Seven weeks ago, when Mark Reckless resigned his seat, Ukip would have been jubilant with such a result, and it would have been hugely damaging for David Cameron.

The extraordinary thing now is that a Ukip margin of under 3,000 – less than a quarter of their majority in Clacton – is being seen by Conservatives as something of a success.

Yet in some ways this was a far worse result for the Conservatives.

Clacton, on the Essex coast, was considered a prime Ukip target, whereas Rochester and Strood is a more mainstream seat. Nor did Mark Reckless enjoy anything like the same personal following as Douglas Carswell in Clacton.

More important still, the Conservatives took Rochester very seriously, whereas Clacton was only ever a half-hearted campaign. Every Cabinet minister was expected to visit five times, though whether such visits ever gain a single extra vote, I rather doubt.

And David Cameron came five times too. Indeed, after his four visits to the Newark by-election (and I forget the figure in Clacton), he has probably done more by-election visits than all prime ministers in the last 100 years combined.

The Conservatives famously promised to “throw the kitchen sink” at the seat, and today, in celebration of their victory, Ukip plan to present local Tories with a kitchen sink – an old porcelain one, I presume, not a modern stainless steel type of sink.

Getting it back?

The Tories spent huge amounts of money in Rochester, arguably way in excess of the spending limit in such contests, including a vast sum on a primary contest to allow local voters to pick between two possible candidates.

And, in a moment of desperation, David Cameron even begged Labour and Liberal Democrat supporters to lend their votes to the Conservatives, as tactical votes to try and keep Ukip out. (That, incidentally, would have devalued any Conservative win in any case.)

By any measure, this was a very bad result for David Cameron, though the party entertains high hopes of winning the seat back next May. And Mark Reckless must be worried about keeping his job.

Labour’s vote almost halved, from 28.5 per cent in 2010, to just 16.7 per cent – another dreadful result only five months before people start voting in the general election.


Labour people argue they were never in with a serious chance in Rochester, and that they seat is a significantly different area from the constituency held by Labour MP Bob Marshall-Andrews between 1997 and 2010, when the boundaries were changed.

Up to a point. The changes in the boundaries were fairly minor.

And consider this fact.
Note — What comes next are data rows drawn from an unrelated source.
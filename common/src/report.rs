//! Buffered status reporting for the serial link to the host.
//!
//! Status lines are produced from early bring-up on, but the host only sees
//! serial data after it has opened the port and asserted DTR. Until then,
//! messages are queued in a bounded backlog; the backlog is flushed as one
//! write on the not-ready to ready transition, and everything after that
//! goes out live. Every message is delivered at most once, in submission
//! order.

/// Receiver for status text, written best-effort.
///
/// The firmware implements this over the CDC serial port; tests implement it
/// over a plain buffer.
pub trait StatusSink {
    fn write_all(&mut self, data: &[u8]);
}

const OVERFLOW_NOTICE: &str = "[status backlog overflowed, messages were dropped]\r\n";

/// Status reporter with a `NotReady -> Ready` state machine.
///
/// `N` is the backlog capacity in bytes. A message that does not fit the
/// remaining backlog is dropped whole (no partial lines) and the loss is
/// announced once, right after the flush. The ready transition is one-way:
/// the host dropping DTR again does not restart buffering for this power
/// cycle.
pub struct StatusReporter<const N: usize> {
    backlog: heapless::String<N>,
    overflowed: bool,
    host_ready: bool,
}

impl<const N: usize> StatusReporter<N> {
    pub const fn new() -> Self {
        Self {
            backlog: heapless::String::new(),
            overflowed: false,
            host_ready: false,
        }
    }

    pub fn host_ready(&self) -> bool {
        self.host_ready
    }

    /// Submit one status message.
    ///
    /// Callers include their own line terminators; the reporter concatenates
    /// messages without inserting delimiters.
    pub fn report(&mut self, sink: &mut impl StatusSink, message: &str) {
        if self.host_ready {
            sink.write_all(message.as_bytes());
        } else if self.backlog.push_str(message).is_err() {
            self.overflowed = true;
        }
    }

    /// Feed the host's readiness line state (DTR) into the reporter.
    ///
    /// On the first transition to ready, the backlog is written to `sink` in
    /// one piece and cleared. Later calls, including `ready = false`, change
    /// nothing.
    pub fn host_ready_changed(&mut self, sink: &mut impl StatusSink, ready: bool) {
        if !ready || self.host_ready {
            return;
        }
        self.host_ready = true;
        if !self.backlog.is_empty() {
            sink.write_all(self.backlog.as_bytes());
            self.backlog.clear();
        }
        if self.overflowed {
            sink.write_all(OVERFLOW_NOTICE.as_bytes());
            self.overflowed = false;
        }
    }
}

impl<const N: usize> Default for StatusReporter<N> {
    fn default() -> Self {
        Self::new()
    }
}

#[cfg(test)]
mod tests {
    extern crate std;

    use super::*;
    use std::string::String;
    use std::vec::Vec;

    /// Records each `write_all` as a separate chunk.
    #[derive(Default)]
    struct RecordingSink {
        writes: Vec<String>,
    }

    impl StatusSink for RecordingSink {
        fn write_all(&mut self, data: &[u8]) {
            self.writes.push(String::from_utf8(data.to_vec()).unwrap());
        }
    }

    #[test]
    fn backlog_flushes_once_in_submission_order() {
        let mut sink = RecordingSink::default();
        let mut reporter = StatusReporter::<64>::new();

        reporter.report(&mut sink, "A");
        reporter.report(&mut sink, "B");
        assert!(sink.writes.is_empty());

        reporter.host_ready_changed(&mut sink, true);
        assert_eq!(sink.writes, ["AB"]);

        reporter.report(&mut sink, "C");
        assert_eq!(sink.writes, ["AB", "C"]);
    }

    #[test]
    fn ready_with_empty_backlog_writes_nothing() {
        let mut sink = RecordingSink::default();
        let mut reporter = StatusReporter::<64>::new();

        reporter.host_ready_changed(&mut sink, true);
        assert!(sink.writes.is_empty());
        assert!(reporter.host_ready());
    }

    #[test]
    fn repeated_ready_does_not_replay_the_backlog() {
        let mut sink = RecordingSink::default();
        let mut reporter = StatusReporter::<64>::new();

        reporter.report(&mut sink, "boot\r\n");
        reporter.host_ready_changed(&mut sink, true);
        reporter.host_ready_changed(&mut sink, true);
        assert_eq!(sink.writes, ["boot\r\n"]);
    }

    #[test]
    fn dtr_drop_does_not_restart_buffering() {
        let mut sink = RecordingSink::default();
        let mut reporter = StatusReporter::<64>::new();

        reporter.host_ready_changed(&mut sink, true);
        reporter.host_ready_changed(&mut sink, false);
        reporter.report(&mut sink, "still live");
        assert_eq!(sink.writes, ["still live"]);
    }

    #[test]
    fn oversized_message_is_dropped_whole_and_flagged() {
        let mut sink = RecordingSink::default();
        let mut reporter = StatusReporter::<8>::new();

        reporter.report(&mut sink, "12345");
        reporter.report(&mut sink, "too long to fit");
        reporter.report(&mut sink, "678");

        reporter.host_ready_changed(&mut sink, true);
        assert_eq!(sink.writes[0], "12345678");
        assert_eq!(sink.writes[1], OVERFLOW_NOTICE);
        assert_eq!(sink.writes.len(), 2);
    }

    #[test]
    fn not_ready_before_transition_reports_nothing_live() {
        let mut sink = RecordingSink::default();
        let mut reporter = StatusReporter::<64>::new();

        reporter.host_ready_changed(&mut sink, false);
        reporter.report(&mut sink, "queued");
        assert!(!reporter.host_ready());
        assert!(sink.writes.is_empty());
    }
}
//! Debounced sampling of the expander buttons.
//!
//! The expander pulls its INTA line low whenever a port A pin changes; that
//! line is wired to PA10 and routed to EXTI line 10. The handler debounces
//! the edge against the millisecond clock, reads the interrupt capture
//! register (the pin states at the moment of the change) and ORs every set
//! bit into the shared accumulator. Bits stay set until the SPI master
//! drains them, so presses between two polls accumulate instead of
//! overwriting each other.

use core::cell::{Cell, RefCell};

use cortex_m::interrupt::Mutex;
use embedded_hal::digital::v2::OutputPin;
use stm32f3xx_hal::gpio;
use stm32f3xx_hal::pac::{self, interrupt};

use common::debounce::EdgeFilter;
use mcp23017::Mcp23017;

use crate::clock;

type Scl = gpio::gpiob::PB6<gpio::Alternate<gpio::OpenDrain, 4>>;
type Sda = gpio::gpiob::PB7<gpio::Alternate<gpio::OpenDrain, 4>>;

/// The I2C bus with the expander on it.
pub type ExpanderBus = stm32f3xx_hal::i2c::I2c<pac::I2C1, (Scl, Sda)>;

/// LED flashed while a capture is read.
pub type ActivityLed = gpio::gpioe::PE13<gpio::Output<gpio::PushPull>>;

/// Buttons seen pressed since the last poll, one bit per input line.
///
/// Set here on accepted edges, drained by the SPI responder. Only ever
/// touched inside `interrupt::free` sections.
pub static BUTTONS: Mutex<Cell<u8>> = Mutex::new(Cell::new(0));

static SAMPLER: Mutex<RefCell<Option<InputSampler>>> = Mutex::new(RefCell::new(None));

struct InputSampler {
    expander: Mcp23017<ExpanderBus>,
    activity_led: ActivityLed,
    filter: EdgeFilter,
    exti: pac::EXTI,
}

/// Route PA10 to EXTI line 10, trigger on the falling edge of INTA, and hand
/// the expander over to the interrupt handler.
///
/// The EXTI15_10 interrupt stays masked in the NVIC until `main` unmasks it.
pub fn install(
    expander: Mcp23017<ExpanderBus>,
    activity_led: ActivityLed,
    syscfg: pac::SYSCFG,
    exti: pac::EXTI,
) {
    // SAFETY: only the SYSCFG clock-enable bit is touched.
    unsafe {
        let rcc = &(*pac::RCC::ptr());
        rcc.apb2enr.modify(|_, w| w.syscfgen().set_bit());
    }

    // EXTI10 <- port A
    syscfg.exticr3.modify(|_, w| unsafe { w.exti10().bits(0b0000) });
    exti.ftsr1.modify(|_, w| w.tr10().set_bit());
    exti.imr1.modify(|_, w| w.mr10().set_bit());

    cortex_m::interrupt::free(|cs| {
        SAMPLER.borrow(cs).replace(Some(InputSampler {
            expander,
            activity_led,
            filter: EdgeFilter::new(),
            exti,
        }));
    });
}

impl InputSampler {
    fn handle_edge(&mut self) {
        // Acknowledge the edge first: a change arriving during the capture
        // read re-pends the interrupt instead of getting lost.
        self.exti.pr1.write(|w| w.pr10().set_bit());

        if !self.filter.accept(clock::now_ms()) {
            return;
        }

        self.activity_led.set_high().ok();
        // A failed capture read counts as "no buttons seen"; bus health is
        // checked and reported at init time, not from here.
        if let Ok(capture) = self.expander.interrupt_capture() {
            cortex_m::interrupt::free(|cs| {
                let buttons = BUTTONS.borrow(cs);
                buttons.set(buttons.get() | capture);
            });
        }
        self.activity_led.set_low().ok();
    }
}

#[interrupt]
fn EXTI15_10() {
    // Owned by this handler after the first edge; the blocking capture read
    // then runs without holding a critical section, so the SPI responder can
    // still preempt it.
    static mut SAMPLER_STATE: Option<InputSampler> = None;

    if SAMPLER_STATE.is_none() {
        cortex_m::interrupt::free(|cs| {
            *SAMPLER_STATE = SAMPLER.borrow(cs).take();
        });
    }

    if let Some(sampler) = SAMPLER_STATE {
        sampler.handle_edge();
    }
}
When Gordon Brown, as prime minister, called the last general election in April 2010, his first act after seeing the Queen at Buckingham Palace was to catch a train from St Pancras down to Rochester, and from the station he went to a campaign stop at Morrison’s supermarket in Strood. 

Clearly Labour thought that Rochester and Strood was winnable in 2010. And many in the party were unhappy at the high command’s refusal to treat the contest more seriously.

Lib Dems lose deposit

As for the Liberal Democrats, I sometimes wonder why they keep fighting by-elections.

They got a humiliating 0.87 per cent of the vote, about a fifth of the figure polled by the Greens. It’s by far the worst of a string of increasingly terrible results for the party over the course of this parliament.

The 1.37 per cent they got in Clacton is thought to be the lowest figure any of the main parties has ever got in a Westminster election, and Rochester was far worse than that.

Pity their poor candidate, Geoff Juby. His vote dropped from the 16.3 per cent he got at the 2010 election, a fall of almost 95 per cent. If any candidate has ever seen their vote fall so dramatically between elections, I’d love to hear about it.

It’s an extraordinary turn-around for the Lib Dems. From the early 1970s to about five years ago they were the masters of by-elections, regularly pulling off shock results.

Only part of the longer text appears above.